探討長鏈脂肪酸去飽和酶及延長酶強迫表現對三種人類細胞株合成二十二碳六烯酸之影響

Abstract

二十二碳六烯酸 (docosahexaenoic acid, DHA, 22:6n-3) 為n-3多元不飽和脂肪酸，主要富含在腦部神經細胞膜中，對維持神經細胞正常結構及功能十分重要。DHA可以經由前驅物α-次亞麻油酸 （α-linolenic acid, ALA, 18:3n-3），透過去飽和酶 (fatty acid desaturase, FADS)及延長酶 (elongase of very long chain fatty acid, ELOVL)經由一系列去飽和及加長碳鏈後生成。在大腦發育時期，嬰兒有能力自行合成DHA，但成年之後DHA在人體中的合成效率卻很低，因此本論文研究是否因人類細胞中缺乏特定的酵素而導致無法有效合成DHA，又能否透過強迫表現該酵素來克服。 本論文選用了MCF-7、SH-SY5Y及HEK293T三種人類細胞株，加入不同的DHA前驅物ALA、EPA (20:5n-3)、DPA (22:5n-3)、24:5n-3或24:6n-3培養後，以氣相層析儀分析其脂肪酸組成，並對照參與DHA合成相關酵素FADS2、FADS1、ELOVL5及ELOVL2之即時聚合酶鏈鎖反應結果，找出各細胞中限制DHA合成之酵素。 本論文發現MCF-7主要缺乏FADS2；SH-SY5Y主要缺乏ELOVL2；HEK293T則是FADS2及ELOVL2兩種都缺乏，導致無法合成DHA。而當MCF-7強迫表現FADS2、SH-SY5Y強迫表現ELOVL2或HEK293T同時強迫表現FADS2及ELOVL2可以使該細胞株DHA合成效率顯著增加。 故本論文推論：在參與DHA合成的一系列酵素中，FADS2或ELOVL2缺乏是成人無法有效率合成DHA的主要原因。

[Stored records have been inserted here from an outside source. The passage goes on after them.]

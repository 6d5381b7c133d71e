//! Quill DSL - Prompt Template Parser & Pretty-Printer
//!
//! A prompt document is Markdown-flavoured text with optional YAML front
//! matter, `{{ expression }}` placeholders, `{{#if}}`/`{{#each}}` blocks and a
//! small set of XML-like tags (`<system>`, `<user>`, `<step>`, ...).
//!
//! Architecture:
//! ```text
//! Source text
//!     ↓
//! Front matter (YAML → JSON mapping)
//!     ↓
//! Template parser (text, blocks, tags, fences)
//!     ↓            ↘
//!     ↓             Expression lexer + parser (inside each {{ }})
//!     ↓
//! Document AST (+ SHA-256 digest)
//!     ↓
//! Pretty printer (for round-trip testing)
//! ```

pub mod config;
pub mod lexer;
pub mod parser;
pub mod pretty_printer;

// Re-export key types for convenience
pub use config::*;
pub use lexer::{Span, Token, TokenKind};
pub use parser::*;
pub use pretty_printer::{pretty_print, print_expression};
//! Static scope analysis
//!
//! Walks a document without evaluating it and records which identifiers are
//! read before anything defines them. Those are the document's parameters;
//! the compiler checks they are all supplied before running anything.
//!
//! The walk mirrors the runtime scoping rules: `{{#if}}` branches and
//! `{{#each}}` bodies get a child context whose new definitions do not
//! escape, while reads of undefined names always propagate outward.

use crate::logic::builtins;
use quill_dsl::{
    ArrayElement, AttributeValue, Document, Expression, MemberProperty, Node, Property,
    PropertyKey, TagName, UnaryOperator,
};
use std::collections::BTreeSet;

/// What a walk has learned so far.
#[derive(Debug, Clone, Default, PartialEq, Eq)]
pub struct ScopeContext {
    /// Names in scope at this point (parameters excluded).
    pub defined: BTreeSet<String>,
    /// Names read while not defined: the free parameters.
    pub used_undefined: BTreeSet<String>,
    /// Every name written anywhere.
    pub assigned: BTreeSet<String>,
}

impl ScopeContext {
    pub fn new() -> Self {
        Self::default()
    }

    fn read(&mut self, name: &str) {
        if !self.defined.contains(name) && builtins::global_constant(name).is_none() {
            self.used_undefined.insert(name.to_string());
        }
    }

    fn define(&mut self, name: &str) {
        self.defined.insert(name.to_string());
        self.assigned.insert(name.to_string());
    }

    /// A context for a nested block.
    fn child(&self) -> ScopeContext {
        ScopeContext {
            defined: self.defined.clone(),
            used_undefined: BTreeSet::new(),
            assigned: BTreeSet::new(),
        }
    }

    /// Fold a finished child back in; its definitions stay local.
    fn absorb(&mut self, child: ScopeContext) {
        self.used_undefined.extend(child.used_undefined);
        self.assigned.extend(child.assigned);
    }
}

/// Extend `context` with everything `node` reads and defines.
pub fn resolve_scope_context(node: &Node, context: ScopeContext) -> ScopeContext {
    let mut context = context;
    walk_node(node, &mut context);
    context
}

/// Free parameters of a whole document, sorted.
pub fn document_parameters(document: &Document) -> BTreeSet<String> {
    document
        .nodes
        .iter()
        .fold(ScopeContext::new(), |context, node| {
            resolve_scope_context(node, context)
        })
        .used_undefined
}

fn walk_nodes(nodes: &[Node], context: &mut ScopeContext) {
    for node in nodes {
        walk_node(node, context);
    }
}

fn walk_block(nodes: &[Node], context: &mut ScopeContext, bindings: &[&str]) {
    let mut child = context.child();
    for name in bindings {
        child.defined.insert(name.to_string());
    }
    walk_nodes(nodes, &mut child);
    context.absorb(child);
}

fn walk_node(node: &Node, context: &mut ScopeContext) {
    match node {
        Node::Config(_) | Node::Text { .. } | Node::Fence(_) => {}
        Node::Expression { expression, .. } => walk_expression(expression, context),
        Node::If(block) => {
            for branch in &block.branches {
                walk_expression(&branch.test, context);
                walk_block(&branch.children, context, &[]);
            }
            if let Some(alternate) = &block.alternate {
                walk_block(alternate, context, &[]);
            }
        }
        Node::Each(block) => {
            walk_expression(&block.iterable, context);
            let mut bindings = vec![block.item.as_str()];
            if let Some(index) = &block.index {
                bindings.push(index);
            }
            walk_block(&block.body, context, &bindings);
            if let Some(alternate) = &block.alternate {
                walk_block(alternate, context, &[]);
            }
        }
        Node::Element(element) => {
            for attribute in &element.attributes {
                if let AttributeValue::Expression(expression) = &attribute.value {
                    walk_expression(expression, context);
                }
            }
            walk_nodes(&element.children, context);
            if element.name == TagName::Step {
                if let Some(AttributeValue::Literal(name)) =
                    element.attribute("as").map(|a| &a.value)
                {
                    context.define(name);
                }
            }
        }
    }
}

/// Record the reads and writes of one expression, in evaluation order.
pub fn walk_expression(expression: &Expression, context: &mut ScopeContext) {
    match expression {
        Expression::Literal { .. } => {}
        Expression::Identifier { name, .. } => context.read(name),
        Expression::Array { elements, .. } => walk_elements(elements, context),
        Expression::Object { properties, .. } => {
            for property in properties {
                match property {
                    Property::KeyValue { key, value } => {
                        if let PropertyKey::Computed(key) = key {
                            walk_expression(key, context);
                        }
                        walk_expression(value, context);
                    }
                    Property::Spread(value) => walk_expression(value, context),
                }
            }
        }
        Expression::Sequence { expressions, .. } => {
            for expression in expressions {
                walk_expression(expression, context);
            }
        }
        Expression::Logical { left, right, .. } | Expression::Binary { left, right, .. } => {
            walk_expression(left, context);
            walk_expression(right, context);
        }
        Expression::Unary {
            operator, argument, ..
        } => {
            // `typeof name` is the way to probe for an optional parameter.
            let probe = *operator == UnaryOperator::Typeof
                && matches!(argument.as_ref(), Expression::Identifier { .. });
            if !probe {
                walk_expression(argument, context);
            }
        }
        Expression::Update { argument, .. } => walk_target(argument, context, true),
        Expression::Assignment {
            operator,
            target,
            value,
            ..
        } => {
            let compound = *operator != quill_dsl::AssignmentOperator::Assign;
            if let Expression::Identifier { name, .. } = target.as_ref() {
                if compound {
                    context.read(name);
                }
                walk_expression(value, context);
                context.define(name);
            } else {
                walk_target(target, context, compound);
                walk_expression(value, context);
            }
        }
        Expression::Member {
            object, property, ..
        } => {
            if !is_namespace(object, context) {
                walk_expression(object, context);
            }
            if let MemberProperty::Computed(property) = property {
                walk_expression(property, context);
            }
        }
        Expression::Conditional {
            test,
            consequent,
            alternate,
            ..
        } => {
            walk_expression(test, context);
            walk_expression(consequent, context);
            walk_expression(alternate, context);
        }
        Expression::Call {
            callee, arguments, ..
        } => {
            match callee.as_ref() {
                Expression::Identifier { name, .. }
                    if builtins::is_global_function(name) && !context.defined.contains(name) => {}
                other => walk_expression(other, context),
            }
            walk_elements(arguments, context);
        }
        Expression::Chain { expression, .. } => walk_expression(expression, context),
    }
}

fn walk_elements(elements: &[ArrayElement], context: &mut ScopeContext) {
    for element in elements {
        walk_expression(element.expression(), context);
    }
}

/// An assignment or update target. The root binding is read first (member
/// targets need an existing value) and, for plain names, defined afterwards.
fn walk_target(target: &Expression, context: &mut ScopeContext, reads_value: bool) {
    match target {
        Expression::Identifier { name, .. } => {
            if reads_value {
                context.read(name);
            }
            context.define(name);
        }
        Expression::Member {
            object, property, ..
        } => {
            walk_expression(object, context);
            if let MemberProperty::Computed(property) = property {
                walk_expression(property, context);
            }
            if let Some(root) = root_name(object) {
                context.assigned.insert(root.to_string());
            }
        }
        other => walk_expression(other, context),
    }
}

fn root_name(expression: &Expression) -> Option<&str> {
    match expression {
        Expression::Identifier { name, .. } => Some(name),
        Expression::Member { object, .. } => root_name(object),
        _ => None,
    }
}

fn is_namespace(expression: &Expression, context: &ScopeContext) -> bool {
    matches!(
        expression,
        Expression::Identifier { name, .. }
            if builtins::is_namespace(name) && !context.defined.contains(name)
    )
}
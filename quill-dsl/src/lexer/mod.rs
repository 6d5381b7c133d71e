//! Lexer module for the Quill expression language

pub mod scanner;
pub mod token;

pub use scanner::*;
pub use token::*;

Docosahexaenoic acid (DHA, 22:6n-3) is mainly enriched in the brain and is essential for normal neurological function. DHA is converted from its precursor α-linolenic acid (ALA, 18:3n-3) by a series of long chain fatty acid desaturases (FADS2 and FADS1) and elongases (ELOVL2 and ELOVL5). During brain development, infant has the ability to synthesize DHA, while in adult, DHA biosynthesis is low. We then studied whether some specific enzymes involved the DHA biosynthesis may be defected, and this defection can be overcome by its overexpression. The human cell lines, SH-SY5Y, MCF-7 and HEK 293T were incubated with DHA precursors, ALA, EPA (20:5n-3), DPA (22:5n-3), 24:5n-3 or 24:6n-3 to examine the potential defected enzymes to block DHA biosynthesis. The fatty acid composition was analyzed by gas chromatography with flame ionization dectector. The enzymes involved in DHA biosynthesis, FADS2, FADS1, ELOVL5 and ELOVL2 mRNA expression were analyzed by RT-qPCR. We found the mainly defected enzymes involved DHA biosynthesis was ELOVL2 in SH-SY5Y, FADS2 in MCF-7 or both FADS2 and ELOVL2 in HEK 293T. The DHA biosynthesis from its precursors were recovered by the overexpressed FADS2 or ELOVL2, or FADS2 plus ELOVL2 in MCF-7, SH-SY5Y or HEK 293T, respectively. It is suggested that FADS2 or/and ELOVL2 may be defected for the DHA biosynthesis in adults.